One of the first things one notices about Silas Howard, director of the new queer movie “A Kid Like Jake,” are his impressive tattoos.
“That’s the benefit of being in a punk band,” he says. “I got to collect a lot of tattoos.”
The transgender artist grew up in a small town in rural Vermont, an upbringing that began to shape his worldview.
“We were very working-class, sometimes more on the poverty line, and that’s what really formed me as much as my queerness or transness,” Howard says. “I was always sort of gender-bending in my own way. That propelled me to go out west to San Francisco and come out in the era of ACT UP, the first Gulf War and Jesse Helms.”

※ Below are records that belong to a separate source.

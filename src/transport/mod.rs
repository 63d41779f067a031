//! # Transport Layer
//!
//! Moves frames between a connection and its sockets.
//!
//! A [`Transit`] owns the TCP socket of one connection and optionally a UDP
//! route. Three strategies implement it and differ only in how I/O is
//! scheduled:
//! - **Completion**: tokio tasks; one read always armed, at most one write in
//!   flight, further writes queued and chained from the write completion
//! - **Polling**: the host calls `process_receive` / `process_send` from its
//!   own loop
//! - **Threaded**: a dedicated receive thread and send thread per connection
//!
//! Routing decisions shared by all three live in [`TransitCore`]: UDP frames
//! are capped at [`MAX_UDP_DATAGRAM`] bytes (oversize frames lose their UDP
//! flag and go over TCP) and UDP sends before UDP is enabled are dropped.
//!
//! Everything a transit observes is reported back through [`TransitSink`].

pub mod completion;
pub mod listener;
pub mod polling;
pub mod threaded;
pub mod udp;

use crate::config::{TransitKind, MAX_UDP_DATAGRAM};
use crate::core::codec::EnvelopeCodec;
use crate::core::cursor::Frame;
use crate::core::envelope::PacketFlags;
use crate::error::{constants, ProtocolError, Result};
use crate::protocol::messages::Ack;
use crate::utils::buffer_pool::{Lease, PoolClass, SocketPool};
use crate::utils::metrics::global_metrics;
use crate::utils::time::now_ms;
use std::fmt;
use std::net::{SocketAddr, TcpStream, UdpSocket};
use std::sync::atomic::{AtomicI64, Ordering};
use std::sync::{Arc, Mutex, MutexGuard, RwLock, Weak};
use tokio_util::codec::Encoder;
use tracing::{debug, trace, warn};

/// Outcome of handing a frame to a transit.
#[derive(Debug, Clone, Copy, PartialEq, Eq)]
pub enum SendStatus {
    /// Waiting behind other writes
    Queued,
    /// Handed to the socket
    Sent,
    /// Discarded (UDP not ready, socket gone, or encoding failed)
    Dropped,
}

/// Where UDP frames for one connection go.
#[derive(Clone)]
pub struct UdpRoute {
    socket: Arc<UdpSocket>,
    peer: SocketAddr,
}

impl UdpRoute {
    pub fn new(socket: Arc<UdpSocket>, peer: SocketAddr) -> Self {
        Self { socket, peer }
    }

    pub fn peer(&self) -> SocketAddr {
        self.peer
    }

    pub fn send(&self, datagram: &[u8]) -> std::io::Result<usize> {
        self.socket.send_to(datagram, self.peer)
    }
}

impl fmt::Debug for UdpRoute {
    fn fmt(&self, f: &mut fmt::Formatter<'_>) -> fmt::Result {
        f.debug_struct("UdpRoute").field("peer", &self.peer).finish()
    }
}

/// Callbacks from a transit into its connection.
pub trait TransitSink: Send + Sync {
    fn conn_id(&self) -> u64;

    /// A complete frame arrived (TCP or UDP).
    fn on_frame(&self, frame: Frame);

    fn on_bytes_sent(&self, n: usize);

    fn on_bytes_received(&self, n: usize);

    fn on_packet_sent(&self, via_udp: bool);

    /// The socket failed or the peer closed it.
    fn on_transport_fault(&self, reason: String);

    /// Periodic wake-up from the I/O loop.
    fn on_idle(&self);

    /// A UDP endpoint has been mapped to this connection.
    fn on_udp_bound(&self, _route: UdpRoute) {}
}

pub(crate) fn lock<T>(mutex: &Mutex<T>) -> Result<MutexGuard<'_, T>> {
    mutex
        .lock()
        .map_err(|_| ProtocolError::Custom(constants::ERR_LOCK_POISONED.into()))
}

/// How a frame will travel.
#[derive(Debug)]
pub enum Route {
    Tcp,
    Udp(UdpRoute),
    Dropped,
}

/// State and decisions shared by every transit strategy.
pub struct TransitCore {
    pool: SocketPool,
    max_body: usize,
    sink: RwLock<Option<Weak<dyn TransitSink>>>,
    udp: RwLock<Option<UdpRoute>>,
    last_udp_ack_ms: AtomicI64,
}

impl TransitCore {
    pub fn new(pool: SocketPool, max_body: usize) -> Self {
        Self {
            pool,
            max_body,
            sink: RwLock::new(None),
            udp: RwLock::new(None),
            last_udp_ack_ms: AtomicI64::new(0),
        }
    }

    pub fn pool(&self) -> &SocketPool {
        &self.pool
    }

    pub fn max_body(&self) -> usize {
        self.max_body
    }

    pub fn set_sink(&self, sink: Weak<dyn TransitSink>) {
        if let Ok(mut slot) = self.sink.write() {
            *slot = Some(sink);
        }
    }

    pub fn sink(&self) -> Option<Arc<dyn TransitSink>> {
        self.sink.read().ok()?.as_ref()?.upgrade()
    }

    pub fn conn_id(&self) -> u64 {
        self.sink().map(|s| s.conn_id()).unwrap_or(0)
    }

    pub fn enable_udp(&self, route: UdpRoute) {
        debug!(conn_id = self.conn_id(), peer = %route.peer(), "UDP enabled");
        self.last_udp_ack_ms.store(now_ms(), Ordering::Relaxed);
        if let Ok(mut udp) = self.udp.write() {
            *udp = Some(route);
        }
    }

    pub fn disable_udp(&self) {
        if let Ok(mut udp) = self.udp.write() {
            if udp.take().is_some() {
                debug!(conn_id = self.conn_id(), "UDP disabled");
            }
        }
    }

    pub fn udp_enabled(&self) -> bool {
        self.udp.read().map(|udp| udp.is_some()).unwrap_or(false)
    }

    pub fn udp_route(&self) -> Option<UdpRoute> {
        self.udp.read().ok()?.clone()
    }

    pub fn record_ack(&self, ack: &Ack, via_udp: bool) {
        trace!(acked_id = ack.acked_id, via_udp, "ACK received");
        if via_udp {
            self.last_udp_ack_ms.store(now_ms(), Ordering::Relaxed);
        }
    }

    /// UTC milliseconds of the last ACK that arrived over UDP (or of UDP
    /// enablement, whichever is later).
    pub fn last_udp_ack_ms(&self) -> i64 {
        self.last_udp_ack_ms.load(Ordering::Relaxed)
    }

    /// Decide how `frame` travels. Clears the UDP flag when the datagram
    /// would exceed [`MAX_UDP_DATAGRAM`].
    pub fn route(&self, frame: &mut Frame) -> Route {
        if !frame.envelope.flags.contains(PacketFlags::UDP) {
            return Route::Tcp;
        }

        let Some(route) = self.udp_route() else {
            global_metrics().udp_dropped();
            debug!(
                conn_id = self.conn_id(),
                packet_type = frame.envelope.packet_type,
                "UDP send before UDP is enabled, dropping"
            );
            return Route::Dropped;
        };

        let datagram_len = crate::core::envelope::ENVELOPE_LEN + frame.body.len();
        if datagram_len > MAX_UDP_DATAGRAM {
            global_metrics().udp_redirected();
            debug!(
                conn_id = self.conn_id(),
                datagram_len,
                "UDP frame exceeds datagram limit, sending over TCP"
            );
            frame.envelope.flags.remove(PacketFlags::UDP);
            return Route::Tcp;
        }

        Route::Udp(route)
    }

    /// Encode `frame` into a pooled write buffer.
    pub fn encode(&self, frame: &Frame) -> Result<Lease> {
        let mut lease = self.pool.acquire(PoolClass::Write);
        let mut codec = EnvelopeCodec::new(self.max_body);
        codec.encode(frame, lease.buffer_mut())?;
        Ok(lease)
    }

    pub fn send_udp(&self, route: &UdpRoute, frame: &Frame) -> SendStatus {
        let lease = match self.encode(frame) {
            Ok(lease) => lease,
            Err(e) => {
                warn!(conn_id = self.conn_id(), error = %e, "Failed to encode UDP frame");
                return SendStatus::Dropped;
            }
        };

        match route.send(lease.buffer()) {
            Ok(n) => {
                self.report_sent(n, true);
                SendStatus::Sent
            }
            Err(e) => {
                // UDP is best effort; a failed datagram does not fault the line
                debug!(conn_id = self.conn_id(), error = %e, "UDP send failed");
                SendStatus::Dropped
            }
        }
    }

    /// Feed `n` freshly read bytes at the front of a read lease through its
    /// cursor and hand every completed frame to the sink.
    pub fn deliver(&self, lease: &mut Lease, n: usize) -> Result<usize> {
        let sink = self.sink();
        if let Some(sink) = &sink {
            sink.on_bytes_received(n);
        }

        let (buffer, cursor) = lease.parts_mut();
        let cursor = cursor.ok_or_else(|| ProtocolError::Custom(constants::ERR_NOT_ATTACHED.into()))?;
        let mut frames = Vec::new();
        cursor.feed(&buffer[..n], &mut frames)?;

        let count = frames.len();
        if let Some(sink) = sink {
            for frame in frames {
                sink.on_frame(frame);
            }
        }
        Ok(count)
    }

    pub fn report_sent(&self, n: usize, via_udp: bool) {
        if let Some(sink) = self.sink() {
            sink.on_bytes_sent(n);
            sink.on_packet_sent(via_udp);
        }
    }

    pub fn fault(&self, reason: impl Into<String>) {
        if let Some(sink) = self.sink() {
            sink.on_transport_fault(reason.into());
        }
    }

    pub fn idle(&self) {
        if let Some(sink) = self.sink() {
            sink.on_idle();
        }
    }

    pub fn detach(&self) {
        self.disable_udp();
        if let Ok(mut sink) = self.sink.write() {
            *sink = None;
        }
    }
}

impl fmt::Debug for TransitCore {
    fn fmt(&self, f: &mut fmt::Formatter<'_>) -> fmt::Result {
        f.debug_struct("TransitCore")
            .field("max_body", &self.max_body)
            .field("udp_enabled", &self.udp_enabled())
            .finish()
    }
}

/// Socket I/O strategy for one connection.
pub trait Transit: Send + Sync {
    fn kind(&self) -> TransitKind;

    fn core(&self) -> &TransitCore;

    /// Take ownership of the connected TCP socket.
    fn attach(&self, stream: TcpStream, sink: Weak<dyn TransitSink>) -> Result<()>;

    /// Start receiving.
    fn listen_for_data(&self) -> Result<()>;

    /// Queue or write an already encoded TCP frame.
    fn send_tcp(&self, frame: Frame) -> SendStatus;

    /// Route and send one frame.
    fn send(&self, mut frame: Frame) -> SendStatus {
        match self.core().route(&mut frame) {
            Route::Dropped => SendStatus::Dropped,
            Route::Udp(route) => self.core().send_udp(&route, &frame),
            Route::Tcp => self.send_tcp(frame),
        }
    }

    /// Flush queued writes. Only meaningful for caller-pumped transits.
    fn process_send(&self) -> Result<usize> {
        Ok(0)
    }

    /// Read whatever is available. Only meaningful for caller-pumped transits.
    fn process_receive(&self) -> Result<usize> {
        Ok(0)
    }

    fn on_ack_received(&self, ack: &Ack, via_udp: bool) {
        self.core().record_ack(ack, via_udp);
    }

    /// True while bytes are waiting to be written.
    fn has_queued_packets(&self) -> bool;

    fn enable_udp(&self, route: UdpRoute) {
        self.core().enable_udp(route);
    }

    fn disable_udp(&self) {
        self.core().disable_udp();
    }

    fn udp_enabled(&self) -> bool {
        self.core().udp_enabled()
    }

    /// Close the socket and stop all I/O. Idempotent.
    fn detach(&self);
}

/// Build the transit strategy selected in configuration.
pub fn create_transit(kind: TransitKind, pool: SocketPool, max_body: usize) -> Box<dyn Transit> {
    let core = Arc::new(TransitCore::new(pool, max_body));
    match kind {
        TransitKind::Completion => Box::new(completion::CompletionTransit::new(core)),
        TransitKind::Polling => Box::new(polling::PollingTransit::new(core)),
        TransitKind::Threaded => Box::new(threaded::ThreadedTransit::new(core)),
    }
}

#[cfg(test)]
mod tests {
    use super::*;
    use crate::config::PoolConfig;
    use crate::core::envelope::Envelope;

    fn core() -> TransitCore {
        TransitCore::new(SocketPool::new(&PoolConfig::default(), 1 << 20), 1 << 20)
    }

    fn udp_frame(body_len: usize) -> Frame {
        Frame {
            envelope: Envelope::new(7, 0, PacketFlags::UDP, body_len as u32),
            body: vec![0u8; body_len],
        }
    }

    fn loopback_route() -> UdpRoute {
        let socket = UdpSocket::bind("127.0.0.1:0").unwrap();
        let peer = socket.local_addr().unwrap();
        UdpRoute::new(Arc::new(socket), peer)
    }

    #[test]
    fn test_udp_before_enable_is_dropped() {
        let core = core();
        let mut frame = udp_frame(500);
        assert!(matches!(core.route(&mut frame), Route::Dropped));
    }

    #[test]
    fn test_small_udp_frame_stays_udp() {
        let core = core();
        core.enable_udp(loopback_route());
        let mut frame = udp_frame(500);
        assert!(matches!(core.route(&mut frame), Route::Udp(_)));
        assert!(frame.envelope.flags.contains(PacketFlags::UDP));
    }

    #[test]
    fn test_oversize_udp_frame_goes_tcp_without_flag() {
        let core = core();
        core.enable_udp(loopback_route());
        let mut frame = udp_frame(2000);
        assert!(matches!(core.route(&mut frame), Route::Tcp));
        assert!(!frame.envelope.flags.contains(PacketFlags::UDP));
    }

    #[test]
    fn test_datagram_limit_counts_header() {
        let core = core();
        core.enable_udp(loopback_route());
        let limit = MAX_UDP_DATAGRAM - crate::core::envelope::ENVELOPE_LEN;
        assert!(matches!(core.route(&mut udp_frame(limit)), Route::Udp(_)));
        assert!(matches!(core.route(&mut udp_frame(limit + 1)), Route::Tcp));
    }

    #[test]
    fn test_disable_udp_drops_again() {
        let core = core();
        core.enable_udp(loopback_route());
        core.disable_udp();
        assert!(matches!(core.route(&mut udp_frame(10)), Route::Dropped));
    }
}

Presenting at the time as a butch lesbian, but still struggling with his sexual identity, Howard didn’t feel at home in either the gay or lesbian communities. He found a home in the queer punk crowd and founded a dyke punk band called “Tribe 8.” The band toured nationally and internationally for the next decade and became a pioneer of the queercore movement.
For Howard, punk is an attitude about life.
“It’s great for filmmaking,” he says, “because it’s about not waiting for permission. It’s great for being trans because it’s about being whatever gender you want. It pushes against binary, pushes against rules.”
He adds, “it’s a natural fit for times such as these when there are a lot of very terrible rules and laws.”
In 2001, Howard turned to from music to cinema. Working with his friend Harry Dodge, Howard wrote, directed and starred in his first film, “By Hook or by Crook.” The film was presented at the Sundance Film Festival and won several major awards on the LGBT festival circuit.
Following his successful debut, Howard says, “I went to UCLA and got my degree and made a bunch of short-format work. I just made whatever I could get funding for and just kept telling stories, mostly about my community.” While he was working on his degree, Howard also transitioned.
Then he made television history. “Transparent” creator Jill Soloway asked him to direct three episodes of season two, making him the first transgender person to direct the show.
The show was a great experience for Howard.
“When I started to work on Transparent,” he says, “the directing felt very familiar which was nice. I felt really at home in the actual work of, ‘What is this scene about?’ and ‘Wow are we approaching it?’ That show was great because there was a lot of permission to experiment and a really dialed-in cast that was just brilliant to collaborate with. What was unfamiliar was that level of cast, that budget, the amazing snacks that were on set, getting paid. That was all very new.”
In addition to “Transparent,” Howard has worked on a number of television series, including “Faking It,” where he helped launch the career of teen trans actor Elliot Fletcher, “This Is Us” and “The Fosters.”
In the midst of all his television work, Howard was asked to direct the indie movie, “A Kid Like Jake” (the Blade’ review is here). Based on the stage play by Daniel Pearle, the movie is about Greg and Alex Wheeler (Jim Parsons and Claire Danes), an upwardly mobile Brooklyn couple who are forced to reexamine their roles as spouses and parents when their 4-year old son Jake (Leo James Davis) begins to engage in “gender-expansive play.”
“I came into a project that had a beautiful script and these two incredible actors,” Howard says. “I was attracted to the script because the dialogue is so honest, so gut-wrenching. I love the little moments and the missed connections between people in the film. They’re so real.”
Once Howard came on board, he and Pearle “worked for a couple of months making some changes.” Some of these changes have proven quite controversial, but they are great examples of how Howard approaches storytelling.
For example, they added the character of Sandra, played by Howard’s “Transparent” colleague Amy Landecker. Sandra is one of Greg’s patients. She is only seen in her therapy sessions with Greg and her scenes have no direct ties to the main plot. But, as Howard points out, “everyone in this film is struggling with identity. Here you’re dealing with someone who didn’t want to be a mother. Her scenes don’t follow a normal film structure, but it fills out the world of the movie.”
In addition, following Pearle’s original stage script, where Jake doesn’t appear on stage at all, Pearle and Howard minimized Jake’s screen time until the final moments of the film. They didn’t want the audience to focus on Jake’s gender identity, but rather on the reaction of his family and their friends.
“I don’t think of ‘A Kid Like Jake’ as a trans story or a gay story or a queer story because Jake is 4 and he may go any number of ways,” Howard says. “We intentionally sort of flipped the camera on the parents and the larger society. It’s not his story.”
When he’s not promoting “A Kid Like Jake,” Howard is focused on two new projects. He is co-executive producer and episode director of Ryan Murphy’s new series “Pose” set in New York’s drag ballroom culture circa 1987. He’s also working on “The Lusty,” a film about the dancers at San Francisco’s Lusty Lady who fought to organize the first union in the world for exotic dancers.
“There are these amazing LGBTQ storylines on every show I’ve worked on as well as storylines about class and race and religions. It’s an amazing time to be working in television. … It’s a privilege to tell these stories and I want to extend that out to newer voices and other stories that need support to get up on the screen.”